|Intention to target ...|
Ms Hejduk is a professional photographer who specialises in architectural photography, and resides in Austria. On 16 September 2004, on the occasion of a conference organised by EnergieAgentur [a German-established company], Austrian architect Georg W. Reinberg used a number of photographs, including one taken by Ms Hejduk, representing his works. This particular use had been authorised by the photographer. However, Ms Hejduk had not authorised subsequent use of her photograph by EnergieAgentur, that published it on its website www.energieregion.nrw.de, and allowed anybody to view and download it.
Thus Hejduk sued EnergieAgentur for copyright infringement in Austria (before the Handelsgericht Wien), seeking damages for EUR 4050. The defendant objected to the jurisdiction of Austrian courts, arguing that, since it is established in Germany and its webpage uses a .de top level domain, the competence to hear this case would be of German courts.
Why establishing jurisdiction is not easy
In the particular case of copyright, this special rule of jurisdiction has proved difficult to interpret, also because - unlike say trade marks [on which see the decision in Coty (here) as the most recent take of the Court of Justice of the European Union (CJEU) on jurisdiction] our favourite IP right is not subject to any formality. In addition, although subject to the principle of territoriality, copyright must be protected everywhere across the territory of the EU in compliance with the InfoSoc Directive.
|Neither, says the AG: |
it is the place of the 'causal event'
As a preliminary observation, the AG highlighted the peculiarities of the case at hand, which make it different from Pinckney.
Unlike in Pinckney in fact [a case concerning unauthorised reproduction and online distribution of musical CDs], Hedjuk concerns the rights over a photograph which has been made available on a website without the rightholder's consent.

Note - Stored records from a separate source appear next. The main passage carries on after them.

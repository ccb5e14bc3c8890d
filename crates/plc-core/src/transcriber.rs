//! Row transcription into the canonical column layout

use crate::resolver::{resolve_columns, ResolvedMapping};
use crate::schema::{canonical_header, CanonicalField};
use crate::table::Table;
use serde::{Deserialize, Serialize};

/// One output row, one value per canonical field
#[derive(Debug, Clone, PartialEq, Eq, Serialize, Deserialize)]
pub struct ConvertedRow {
    pub values: [String; CanonicalField::COUNT],
}

impl ConvertedRow {
    /// Get the value for a field
    pub fn get(&self, field: CanonicalField) -> &str {
        &self.values[field.index()]
    }
}

/// The standardized table
#[derive(Debug, Clone, Default, PartialEq, Eq, Serialize, Deserialize)]
pub struct ConvertedTable {
    pub rows: Vec<ConvertedRow>,
}

impl ConvertedTable {
    /// Output header row
    pub fn header(&self) -> [&'static str; CanonicalField::COUNT] {
        canonical_header()
    }

    pub fn row_count(&self) -> usize {
        self.rows.len()
    }

    /// All values of one field, top to bottom
    pub fn column(&self, field: CanonicalField) -> Vec<&str> {
        self.rows.iter().map(|r| r.get(field)).collect()
    }

    /// The first `n` rows
    pub fn head(&self, n: usize) -> &[ConvertedRow] {
        &self.rows[..n.min(self.rows.len())]
    }
}

/// A resolved mapping together with the table it produced
#[derive(Debug, Clone, Serialize, Deserialize)]
pub struct Conversion {
    pub mapping: ResolvedMapping,
    pub output: ConvertedTable,
}

/// Copy mapped columns into canonical order
///
/// Mapped values are trimmed with null spellings blanked. Unmapped fields are
/// the empty string on every row.
pub fn transcribe(table: &Table, mapping: &ResolvedMapping) -> ConvertedTable {
    let sources: [Option<usize>; CanonicalField::COUNT] =
        CanonicalField::ALL.map(|field| mapping.get(field).map(|b| b.source_index));

    let rows = table
        .rows
        .iter()
        .map(|row| ConvertedRow {
            values: sources.map(|source| {
                source
                    .and_then(|i| row.get(i))
                    .map(|cell| cell.normalized())
                    .unwrap_or_default()
            }),
        })
        .collect();

    ConvertedTable { rows }
}

/// Resolve a table's headers and transcribe its rows
pub fn convert_table(table: &Table) -> Conversion {
    let mapping = resolve_columns(&table.headers());
    let output = transcribe(table, &mapping);
    Conversion { mapping, output }
}
//! Canonical output schema and the alias table used to recognize input columns
//!
//! The alias table is compiled in. Each field's aliases are listed in
//! precedence order: when several of them appear in an input file, the one
//! declared first here wins.

use crate::error::Error;
use serde::{Deserialize, Serialize};
use std::fmt;
use std::str::FromStr;

/// One of the seven standardized output columns
#[derive(Debug, Clone, Copy, PartialEq, Eq, Hash, PartialOrd, Ord, Serialize, Deserialize)]
#[serde(rename_all = "snake_case")]
pub enum CanonicalField {
    CommunityName,
    Street,
    City,
    State,
    ZipCode,
    Units,
    OwnershipGroupName,
}

const COMMUNITY_NAME_ALIASES: &[&str] = &[
    "community_name",
    "community",
    "property_name",
    "property name",
    "property",
    "name",
    "asset_name",
    "asset name",
    "project_name",
    "project name",
    "complex_name",
    "complex name",
    "apartment_name",
    "apartment name",
    "building_name",
    "building name",
    "community name",
];

const STREET_ALIASES: &[&str] = &[
    "street",
    "address",
    "street_address",
    "street address",
    "address_1",
    "address1",
    "address 1",
    "property_address",
    "property address",
    "location",
    "street_name",
    "street name",
];

const CITY_ALIASES: &[&str] = &["city", "city_name", "city name", "municipality"];

const STATE_ALIASES: &[&str] = &["state", "state_code", "state code", "st", "province"];

const ZIP_CODE_ALIASES: &[&str] = &[
    "zip_code",
    "zip code",
    "zip",
    "zipcode",
    "postal_code",
    "postal code",
    "postalcode",
];

const UNITS_ALIASES: &[&str] = &[
    "units",
    "unit_count",
    "unit count",
    "total_units",
    "total units",
    "total managed units",
    "num_units",
    "num units",
    "number_of_units",
    "number of units",
    "# units",
    "#units",
    "unit_total",
    "unit total",
    "apt_count",
    "apartment_count",
    "doors",
];

const OWNERSHIP_GROUP_NAME_ALIASES: &[&str] = &[
    "ownership_group_name",
    "ownership group name",
    "ownership_group",
    "ownership group",
    "owner",
    "owner_name",
    "owner name",
    "ownership",
    "ownership name",
    "management_company",
    "management company",
    "management",
    "company",
    "company_name",
    "company name",
    "landlord",
    "proprietor",
    "holding_company",
    "holding company",
    "client",
    "client_name",
    "client name",
    "primary_client",
    "primary client",
    "primary client name",
    "customer",
    "customer_name",
    "customer name",
];

impl CanonicalField {
    /// Number of canonical fields
    pub const COUNT: usize = 7;

    /// All fields in output column order
    pub const ALL: [CanonicalField; Self::COUNT] = [
        CanonicalField::CommunityName,
        CanonicalField::Street,
        CanonicalField::City,
        CanonicalField::State,
        CanonicalField::ZipCode,
        CanonicalField::Units,
        CanonicalField::OwnershipGroupName,
    ];

    /// Output column name
    pub fn name(self) -> &'static str {
        match self {
            CanonicalField::CommunityName => "community_name",
            CanonicalField::Street => "street",
            CanonicalField::City => "city",
            CanonicalField::State => "state",
            CanonicalField::ZipCode => "zip_code",
            CanonicalField::Units => "units",
            CanonicalField::OwnershipGroupName => "ownership_group_name",
        }
    }

    /// Position of this field in the output
    pub fn index(self) -> usize {
        self as usize
    }

    /// Recognized input spellings, highest precedence first
    pub fn aliases(self) -> &'static [&'static str] {
        match self {
            CanonicalField::CommunityName => COMMUNITY_NAME_ALIASES,
            CanonicalField::Street => STREET_ALIASES,
            CanonicalField::City => CITY_ALIASES,
            CanonicalField::State => STATE_ALIASES,
            CanonicalField::ZipCode => ZIP_CODE_ALIASES,
            CanonicalField::Units => UNITS_ALIASES,
            CanonicalField::OwnershipGroupName => OWNERSHIP_GROUP_NAME_ALIASES,
        }
    }

    /// Look up a field by its output column name
    pub fn from_name(name: &str) -> Option<Self> {
        let wanted = name.trim().to_lowercase();
        Self::ALL.into_iter().find(|f| f.name() == wanted)
    }
}

impl fmt::Display for CanonicalField {
    fn fmt(&self, f: &mut fmt::Formatter<'_>) -> fmt::Result {
        f.write_str(self.name())
    }
}

impl FromStr for CanonicalField {
    type Err = Error;

    fn from_str(s: &str) -> Result<Self, Self::Err> {
        Self::from_name(s).ok_or_else(|| Error::UnknownField(s.to_string()))
    }
}

/// The output header row
pub fn canonical_header() -> [&'static str; CanonicalField::COUNT] {
    CanonicalField::ALL.map(CanonicalField::name)
}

The case of photographs has "very different characteristics from those of the online sale of a product", in that "it concerns a divulgation that can hardly be considered as occurring in a specific place that can be defined according to a territoriality criterion. On the contrary, the damage becomes «dematerialised», ie it becomes diffused and therefore is «delocalised», thus making it more difficult to determine the place where it occurred pursuant to Article 5(3)".
The AG observed that this case will allow the CJEU to determine whether, in circumstances like those at hand in which there has been a «delocalised» damage through the internet, one must follow the criterion adopted in Pinckney, or rather "explore a different way".

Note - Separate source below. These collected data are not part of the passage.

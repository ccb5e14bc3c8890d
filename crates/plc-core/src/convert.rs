//! End-to-end conversion of one input file

use crate::error::{Error, Result};
use crate::export::{converted_path, save_csv};
use crate::parser::{parse_csv, ParseOptions};
use crate::report::MappingReport;
use crate::table::Table;
use crate::transcriber::{convert_table, Conversion};
use std::path::{Path, PathBuf};
use tracing::info;

/// Options for a single conversion
#[derive(Debug, Clone, Default)]
pub struct ConvertOptions {
    /// How to read the input
    pub parse: ParseOptions,
    /// Explicit output file; wins over `output_dir`
    pub output: Option<PathBuf>,
    /// Directory for `<stem>_converted.csv`; defaults to the input's directory
    pub output_dir: Option<PathBuf>,
    /// Replace an existing output file
    pub overwrite: bool,
}

impl ConvertOptions {
    /// Final output path for an input file
    pub fn output_path_for(&self, input: &Path) -> PathBuf {
        match &self.output {
            Some(path) => path.clone(),
            None => converted_path(input, self.output_dir.as_deref()),
        }
    }
}

/// Everything a caller needs after converting a file
#[derive(Debug, Clone)]
pub struct ConversionOutcome {
    pub input: PathBuf,
    pub output: PathBuf,
    /// The parsed input, for previews
    pub source: Table,
    pub conversion: Conversion,
}

impl ConversionOutcome {
    pub fn row_count(&self) -> usize {
        self.conversion.output.row_count()
    }

    /// Mapping report over the input headers
    pub fn report(&self) -> MappingReport {
        MappingReport::new(&self.conversion.mapping, &self.source.headers())
    }
}

/// Parse and convert a file without writing anything
pub fn convert_path<P: AsRef<Path>>(input: P, options: &ParseOptions) -> Result<(Table, Conversion)> {
    let table = parse_csv(input, options)?;
    let conversion = convert_table(&table);
    Ok((table, conversion))
}

/// Parse, convert and save one file
///
/// Nothing is written unless the whole input parses.
pub fn convert_file<P: AsRef<Path>>(input: P, options: &ConvertOptions) -> Result<ConversionOutcome> {
    let input = input.as_ref();
    let output = options.output_path_for(input);

    if output.exists() && !options.overwrite {
        return Err(Error::OutputExists(output));
    }

    let (source, conversion) = convert_path(input, &options.parse)?;
    save_csv(&conversion.output, &output)?;

    info!(
        input = %input.display(),
        output = %output.display(),
        rows = conversion.output.row_count(),
        matched = conversion.mapping.matched_count(),
        "converted file"
    );

    Ok(ConversionOutcome {
        input: input.to_path_buf(),
        output,
        source,
        conversion,
    })
}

Therefore, the AG suggested that, "in the event of «delocalised» damages over the internet concerning copyright economic rights, the best option is to exclude the possibility to sue before the courts of the Member State where the damage occurred and reserve instead the competence, at least that based on Article 5(3) ..., to the judges of the Member State in which the causal event occurred. Furthermore, this option does not exclude at all jurisdiction based on Article 2 of the Regulation".
This conclusion looks pretty sensible to this Kat and is perhaps more workable than the targeting and accessibility criteria. We'll see if the CJEU agrees!